I really like how it looks and clamps on the back of the aquarium, it has perfect wattage for a 10g I just don't know about the kelvin rating, I initially wanted something in the 6500-8000k only because that seemed to be the most common range but this is getting hard to pass up, I'm just worried about having a rediculous algea battle turn up, does the kelvin rating have that big of an effect? Or is it a combonation of high kelvin and high wattage? This light is a tad over 1.5w per g so it'd be on the lowend but the kelvin is high and I'm confused, I'm not too savvy on planted tanks yet as you can tell lol


----------



## SuckMyCichlids (Nov 5, 2011)

Here's the link of what I'm lookin at if that helps at all

WavePoint 12" Micro Sun LED High Output Clamp Light - Super Blue & Daylight Aquarium LED Light Fixtures


----------



## Aeten (Aug 4, 2012)

That would probably be a pretty good light; and I doubt it would create problematic algae.

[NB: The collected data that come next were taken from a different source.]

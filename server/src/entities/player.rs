//! Player-like actor living in a world.

use std::sync::Arc;

use log::debug;
use tokio::time::Instant;

use npc_shared::{Armour, BBox, ItemStack, Rotation, Skin, Vec3, DEFAULT_HURT_IMMUNITY};

use super::handler::{DamageSource, HurtEvent, NopHandler, PlayerHandler};
use crate::world::{EntityData, EntityHandle, EntityId, Tx, World};

/// Removal requested by a player during a transaction, applied when the
/// transaction hands the player back to its world
#[derive(Debug, Clone)]
pub(crate) enum Removal {
    Close,
    Transfer(World),
}

/// A player-like actor
pub struct Player {
    handle: EntityHandle,
    name: String,
    skin: Skin,
    position: Vec3,
    rotation: Rotation,
    scale: f64,
    main_hand: Option<ItemStack>,
    off_hand: Option<ItemStack>,
    armour: Armour,
    immobile: bool,
    sneaking: bool,
    swimming: bool,
    gliding: bool,
    crawling: bool,
    health: f64,
    max_health: f64,
    dead: bool,
    immune_until: Option<Instant>,
    handler: Arc<dyn PlayerHandler>,
    removal: Option<Removal>,
}

impl Player {
    pub(crate) fn new(handle: EntityHandle, data: EntityData) -> Self {
        Self {
            handle,
            name: data.name,
            skin: data.skin,
            position: data.position,
            rotation: data.rotation,
            scale: data.scale,
            main_hand: data.main_hand,
            off_hand: data.off_hand,
            armour: data.armour,
            immobile: false,
            sneaking: false,
            swimming: false,
            gliding: false,
            crawling: false,
            health: data.health,
            max_health: data.max_health,
            dead: false,
            immune_until: None,
            handler: Arc::new(NopHandler),
            removal: None,
        }
    }

    pub fn id(&self) -> EntityId {
        self.handle.id()
    }

    pub fn handle(&self) -> &EntityHandle {
        &self.handle
    }

    pub fn name(&self) -> &str {
        &self.name
    }

    pub fn set_name(&mut self, name: impl Into<String>) {
        self.name = name.into();
    }

    pub fn skin(&self) -> &Skin {
        &self.skin
    }

    pub fn position(&self) -> Vec3 {
        self.position
    }

    pub fn rotation(&self) -> Rotation {
        self.rotation
    }

    /// Set the rotation without notifying the handler
    pub fn set_rotation(&mut self, rotation: Rotation) {
        self.rotation = rotation;
    }

    pub fn scale(&self) -> f64 {
        self.scale
    }

    pub fn set_scale(&mut self, scale: f64) {
        self.scale = scale;
    }

    pub fn held_items(&self) -> (Option<&ItemStack>, Option<&ItemStack>) {
        (self.main_hand.as_ref(), self.off_hand.as_ref())
    }

    pub fn set_held_items(&mut self, main_hand: Option<ItemStack>, off_hand: Option<ItemStack>) {
        self.main_hand = main_hand;
        self.off_hand = off_hand;
    }

    pub fn armour(&self) -> &Armour {
        &self.armour
    }

    pub fn armour_mut(&mut self) -> &mut Armour {
        &mut self.armour
    }

    pub fn immobile(&self) -> bool {
        self.immobile
    }

    /// Prevent the player from changing position through movement
    pub fn set_immobile(&mut self) {
        self.immobile = true;
    }

    pub fn set_mobile(&mut self) {
        self.immobile = false;
    }

    pub fn sneaking(&self) -> bool {
        self.sneaking
    }

    pub fn set_sneaking(&mut self, sneaking: bool) {
        self.sneaking = sneaking;
    }

    pub fn swimming(&self) -> bool {
        self.swimming
    }

    pub fn set_swimming(&mut self, swimming: bool) {
        self.swimming = swimming;
    }

    pub fn gliding(&self) -> bool {
        self.gliding
    }

    pub fn set_gliding(&mut self, gliding: bool) {
        self.gliding = gliding;
    }

    pub fn crawling(&self) -> bool {
        self.crawling
    }

    pub fn set_crawling(&mut self, crawling: bool) {
        self.crawling = crawling;
    }

    pub fn health(&self) -> f64 {
        self.health
    }

    pub fn max_health(&self) -> f64 {
        self.max_health
    }

    pub fn dead(&self) -> bool {
        self.dead
    }

    /// Bounding box as defined by the entity configuration, scaled
    pub fn bbox(&self) -> BBox {
        self.handle.config().bbox(self).scaled(self.scale)
    }

    /// Attach a handler, replacing the current one
    pub fn set_handler(&mut self, handler: Arc<dyn PlayerHandler>) {
        self.handler = handler;
    }

    /// Snapshot of the data the player could be reopened from
    pub fn entity_data(&self) -> EntityData {
        EntityData {
            name: self.name.clone(),
            skin: self.skin.clone(),
            position: self.position,
            rotation: self.rotation,
            scale: self.scale,
            health: self.health,
            max_health: self.max_health,
            main_hand: self.main_hand.clone(),
            off_hand: self.off_hand.clone(),
            armour: self.armour.clone(),
        }
    }

    /// Move by a delta and rotate. Immobile players only rotate.
    pub fn move_by(&mut self, tx: &mut Tx<'_>, delta: Vec3, dyaw: f64, dpitch: f64) {
        if self.dead {
            return;
        }
        let delta = if self.immobile { Vec3::ZERO } else { delta };
        if delta.is_zero() && dyaw == 0.0 && dpitch == 0.0 {
            return;
        }

        let pos = self.position + delta;
        let rot = self.rotation.rotated(dyaw, dpitch);
        let handler = Arc::clone(&self.handler);
        if handler.handle_move(tx, self, pos, rot).is_suppressed() {
            return;
        }
        self.position = pos;
        self.rotation = rot;
    }

    /// Teleport to a position. Returns false if the handler cancelled it.
    pub fn teleport(&mut self, tx: &mut Tx<'_>, pos: Vec3) -> bool {
        let handler = Arc::clone(&self.handler);
        if handler.handle_teleport(tx, self, pos).is_suppressed() {
            return false;
        }
        self.position = pos;
        true
    }

    /// Deal damage. Returns the damage dealt and whether the player was
    /// vulnerable to it.
    pub fn hurt(&mut self, tx: &mut Tx<'_>, damage: f64, src: DamageSource) -> (f64, bool) {
        if self.dead || damage < 0.0 {
            return (0.0, false);
        }
        let now = Instant::now();
        if self.immune_until.is_some_and(|until| now < until) {
            return (0.0, false);
        }

        let event = HurtEvent {
            damage,
            immunity: DEFAULT_HURT_IMMUNITY,
            source: src,
        };
        let handler = Arc::clone(&self.handler);
        let outcome = handler.handle_hurt(tx, self, &event);
        if outcome.suppressed {
            return (0.0, false);
        }

        let dealt = outcome.damage.max(0.0);
        self.immune_until = Some(now + outcome.immunity);
        self.health = (self.health - dealt).max(0.0);
        if self.health <= 0.0 {
            self.kill(tx, &event.source);
        }
        (dealt, true)
    }

    /// Whether the player is within an invulnerability window
    pub fn immune(&self) -> bool {
        self.immune_until.is_some_and(|until| Instant::now() < until)
    }

    /// Kill the player, notifying the handler. Held items and armour are lost
    /// unless the handler keeps them.
    pub fn kill(&mut self, tx: &mut Tx<'_>, src: &DamageSource) {
        if self.dead {
            return;
        }
        self.health = 0.0;
        self.dead = true;

        let handler = Arc::clone(&self.handler);
        let outcome = handler.handle_death(tx, self, src);
        if !outcome.keep_inventory {
            self.main_hand = None;
            self.off_hand = None;
            let dropped = self.armour.clear();
            debug!("Player {} died and dropped {} armour pieces", self.name, dropped.len());
        }
        if outcome.respawn {
            self.respawn(tx);
        }
    }

    /// Bring a dead player back at the world spawn
    pub fn respawn(&mut self, tx: &mut Tx<'_>) {
        if !self.dead {
            return;
        }
        self.dead = false;
        self.health = self.max_health;
        self.immune_until = None;

        let spawn = tx.world().spawn_position();
        self.teleport(tx, spawn);
    }

    /// Remove the player from its world once the transaction ends. The handler
    /// is notified the first time only.
    pub fn close(&mut self, tx: &mut Tx<'_>) {
        if matches!(self.removal, Some(Removal::Close)) {
            return;
        }
        let handler = Arc::clone(&self.handler);
        handler.handle_quit(tx, self);
        self.removal = Some(Removal::Close);
    }

    /// Move the player to another world once the transaction ends
    pub fn transfer(&mut self, dest: &World) {
        if matches!(self.removal, Some(Removal::Close)) {
            return;
        }
        self.removal = Some(Removal::Transfer(dest.clone()));
    }

    pub(crate) fn take_removal(&mut self) -> Option<Removal> {
        self.removal.take()
    }
}

impl std::fmt::Debug for Player {
    fn fmt(&self, f: &mut std::fmt::Formatter<'_>) -> std::fmt::Result {
        f.debug_struct("Player")
            .field("id", &self.id())
            .field("name", &self.name)
            .field("position", &self.position)
            .field("health", &self.health)
            .finish()
    }
}

#[cfg(test)]
mod tests {
    use super::*;
    use crate::entities::PlayerConfig;
    use crate::world::{EntitySpawnOpts, WorldSettings};
    use std::time::Duration;

    async fn spawn_player(world: &World) -> EntityHandle {
        let handle = EntitySpawnOpts {
            position: Vec3::new(0.5, 64.0, 0.5),
            name: "Steve".into(),
            ..Default::default()
        }
        .spawn(PlayerConfig);
        let h = handle.clone();
        world.exec(move |tx| tx.add_entity(&h)).await.unwrap();
        handle
    }

    #[tokio::test(start_paused = true)]
    async fn test_hurt_applies_damage_and_immunity() {
        let world = World::new(WorldSettings::default());
        let handle = spawn_player(&world).await;

        let (first, second) = handle
            .exec_world(|tx, p| {
                let first = p.hurt(tx, 5.0, DamageSource::Fall);
                let second = p.hurt(tx, 5.0, DamageSource::Fall);
                (first, second)
            })
            .await
            .unwrap();

        assert_eq!(first, (5.0, true));
        // Second hit lands inside the immunity window
        assert_eq!(second, (0.0, false));

        tokio::time::advance(DEFAULT_HURT_IMMUNITY + Duration::from_millis(1)).await;
        let (health, hit) = handle
            .exec_world(|tx, p| {
                let hit = p.hurt(tx, 5.0, DamageSource::Void);
                (p.health(), hit)
            })
            .await
            .unwrap();
        assert_eq!(hit, (5.0, true));
        assert_eq!(health, 10.0);
    }

    #[tokio::test]
    async fn test_death_without_handler_drops_items() {
        let world = World::new(WorldSettings::default());
        let handle = spawn_player(&world).await;

        let (dead, held, armour_empty) = handle
            .exec_world(|tx, p| {
                p.set_held_items(Some(ItemStack::new("minecraft:stick", 1)), None);
                p.armour_mut().set(Some(ItemStack::new("minecraft:iron_helmet", 1)), None, None, None);
                p.hurt(tx, 100.0, DamageSource::Void);
                (p.dead(), p.held_items().0.cloned(), p.armour().is_empty())
            })
            .await
            .unwrap();

        assert!(dead);
        assert!(held.is_none());
        assert!(armour_empty);
    }

    #[tokio::test]
    async fn test_immobile_player_only_rotates() {
        let world = World::new(WorldSettings::default());
        let handle = spawn_player(&world).await;

        let (pos, rot) = handle
            .exec_world(|tx, p| {
                p.set_immobile();
                p.move_by(tx, Vec3::new(3.0, 0.0, 0.0), 90.0, 0.0);
                (p.position(), p.rotation())
            })
            .await
            .unwrap();

        assert_eq!(pos, Vec3::new(0.5, 64.0, 0.5));
        assert_eq!(rot.yaw, 90.0);
    }

    #[tokio::test]
    async fn test_quit_notifies_once() {
        struct CountQuits(std::sync::atomic::AtomicUsize);
        impl PlayerHandler for CountQuits {
            fn handle_quit(&self, _: &mut Tx<'_>, _: &mut Player) {
                self.0.fetch_add(1, std::sync::atomic::Ordering::SeqCst);
            }
        }

        let world = World::new(WorldSettings::default());
        let handle = spawn_player(&world).await;
        let counter = Arc::new(CountQuits(Default::default()));

        let h = Arc::clone(&counter);
        handle
            .exec_world(move |tx, p| {
                p.set_handler(h);
                p.close(tx);
                p.close(tx);
            })
            .await
            .unwrap();
        assert!(!handle.close().await);

        assert_eq!(counter.0.load(std::sync::atomic::Ordering::SeqCst), 1);
        assert_eq!(world.entity_count().await.unwrap(), 0);
    }
}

But I think you should shop around a bit; I've seen no-name brand LEDs similar to that on eBay for $20-30, and even Cree systems which use the best LEDs available for maybe the same price or a little more. Just look around for the best deal before you buy exclusively from one source.

Take a look at this DIY kit:

12 LEDs DIY kit

For $55 and it's very high quality


----------